◆ **Problem requirements**
Wherever a line of the data contains "else", copy that line.

Stored data
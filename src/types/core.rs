//! Host-side static type representation
//!
//! A deliberately small model of what the host type-checker hands the hook:
//! numeric primitives, the generic annotation wrapper carrying unit metadata,
//! and the recovery types. The extractor reads these; nothing mutates them.

use crate::extract::UnitMeta;
use crate::types::Unit;
use serde::{Deserialize, Serialize};
use std::fmt;

/// Static type of a variable or expression
#[derive(Debug, Clone, PartialEq, Serialize, Deserialize)]
pub enum Type {
    Bool,
    Int,
    Float,
    Str,

    /// Generic annotation wrapper: a payload type plus arbitrary metadata.
    /// The runtime representation is the payload alone; the metadata exists
    /// only for analysis.
    Annotated { payload: Box<Type>, meta: UnitMeta },

    /// No static information available
    Unknown,
    /// Error type (for recovery; analysis continues)
    Error,
}

impl Type {
    /// Wrap `payload` with annotation metadata
    pub fn annotated(payload: Type, meta: UnitMeta) -> Type {
        Type::Annotated {
            payload: Box::new(payload),
            meta,
        }
    }

    /// Wrap `payload` with an already-computed unit, as checkers do for
    /// their result types
    pub fn with_unit(payload: Type, unit: Unit) -> Type {
        Type::annotated(payload, UnitMeta::Resolved(unit))
    }

    /// The type ignoring any annotation wrapper
    pub fn payload(&self) -> &Type {
        match self {
            Type::Annotated { payload, .. } => payload.payload(),
            other => other,
        }
    }

    /// Check if this type is numeric (through annotations)
    pub fn is_numeric(&self) -> bool {
        matches!(self.payload(), Type::Int | Type::Float)
    }

    pub fn is_error(&self) -> bool {
        matches!(self, Type::Error)
    }
}

impl fmt::Display for Type {
    fn fmt(&self, f: &mut fmt::Formatter<'_>) -> fmt::Result {
        match self {
            Type::Bool => write!(f, "bool"),
            Type::Int => write!(f, "int"),
            Type::Float => write!(f, "float"),
            Type::Str => write!(f, "str"),
            Type::Annotated { payload, meta } => write!(f, "Annotated[{payload}, {meta}]"),
            Type::Unknown => write!(f, "<unknown>"),
            Type::Error => write!(f, "<error>"),
        }
    }
}
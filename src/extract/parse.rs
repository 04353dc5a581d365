//! Textual unit-expression parsing
//!
//! Hosts that surface annotation metadata as source text (rather than a
//! structured expression) go through here: a logos lexer and a small
//! recursive-descent parser produce a [`MetaExpr`]. Any lex or parse failure
//! yields `None`, matching the extractor's fail-open policy.
//!
//! Grammar:
//! ```text
//! expr   := term (('*' | '/') term)*
//! term   := factor (('^' | '**') int)?
//! factor := path | int | '(' expr ')'
//! path   := ident ('.' ident)*
//! ```

use super::MetaExpr;
use logos::Logos;

#[derive(Debug, Clone, Copy, PartialEq, Eq, Logos)]
#[logos(skip r"[ \t\r\n]+")]
enum TokenKind {
    #[regex(r"[A-Za-z_][A-Za-z0-9_]*")]
    Ident,
    #[regex(r"-?[0-9]+")]
    Int,
    #[token(".")]
    Dot,
    #[token("**")]
    DoubleStar,
    #[token("*")]
    Star,
    #[token("/")]
    Slash,
    #[token("^")]
    Caret,
    #[token("(")]
    LParen,
    #[token(")")]
    RParen,
}

struct Token<'a> {
    kind: TokenKind,
    text: &'a str,
}

fn lex(source: &str) -> Option<Vec<Token<'_>>> {
    let mut tokens = Vec::new();
    for (result, span) in TokenKind::lexer(source).spanned() {
        let kind = result.ok()?;
        tokens.push(Token {
            kind,
            text: &source[span],
        });
    }
    Some(tokens)
}

/// Parse a textual unit expression like `pq.meter / pq.second` or `m^2`
pub fn parse_meta(source: &str) -> Option<MetaExpr> {
    let tokens = lex(source)?;
    let mut parser = Parser { tokens, pos: 0 };
    let expr = parser.expr()?;
    if parser.pos != parser.tokens.len() {
        return None; // trailing tokens
    }
    Some(expr)
}

struct Parser<'a> {
    tokens: Vec<Token<'a>>,
    pos: usize,
}

impl<'a> Parser<'a> {
    fn peek(&self) -> Option<TokenKind> {
        self.tokens.get(self.pos).map(|t| t.kind)
    }

    fn bump(&mut self) -> Option<&Token<'a>> {
        let token = self.tokens.get(self.pos)?;
        self.pos += 1;
        Some(token)
    }

    fn eat(&mut self, kind: TokenKind) -> bool {
        if self.peek() == Some(kind) {
            self.pos += 1;
            true
        } else {
            false
        }
    }

    fn expr(&mut self) -> Option<MetaExpr> {
        let mut lhs = self.term()?;
        loop {
            if self.eat(TokenKind::Star) {
                lhs = lhs.mul(self.term()?);
            } else if self.eat(TokenKind::Slash) {
                lhs = lhs.div(self.term()?);
            } else {
                break;
            }
        }
        Some(lhs)
    }

    fn term(&mut self) -> Option<MetaExpr> {
        let base = self.factor()?;
        if self.eat(TokenKind::Caret) || self.eat(TokenKind::DoubleStar) {
            let token = self.bump()?;
            if token.kind != TokenKind::Int {
                return None;
            }
            let exponent: i64 = token.text.parse().ok()?;
            return Some(base.pow(exponent));
        }
        Some(base)
    }

    fn factor(&mut self) -> Option<MetaExpr> {
        match self.peek()? {
            TokenKind::Ident => self.path(),
            TokenKind::Int => {
                let token = self.bump()?;
                Some(MetaExpr::Int(token.text.parse().ok()?))
            }
            TokenKind::LParen => {
                self.pos += 1;
                let inner = self.expr()?;
                if !self.eat(TokenKind::RParen) {
                    return None;
                }
                Some(inner)
            }
            _ => None,
        }
    }

    fn path(&mut self) -> Option<MetaExpr> {
        let mut segments = Vec::new();
        let token = self.bump()?;
        segments.push(token.text.to_string());
        while self.eat(TokenKind::Dot) {
            let token = self.bump()?;
            if token.kind != TokenKind::Ident {
                return None;
            }
            segments.push(token.text.to_string());
        }
        Some(MetaExpr::Path(segments))
    }
}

◆ **Exercise result**
        } else {
            } else if self.eat(TokenKind::Slash) {
            } else {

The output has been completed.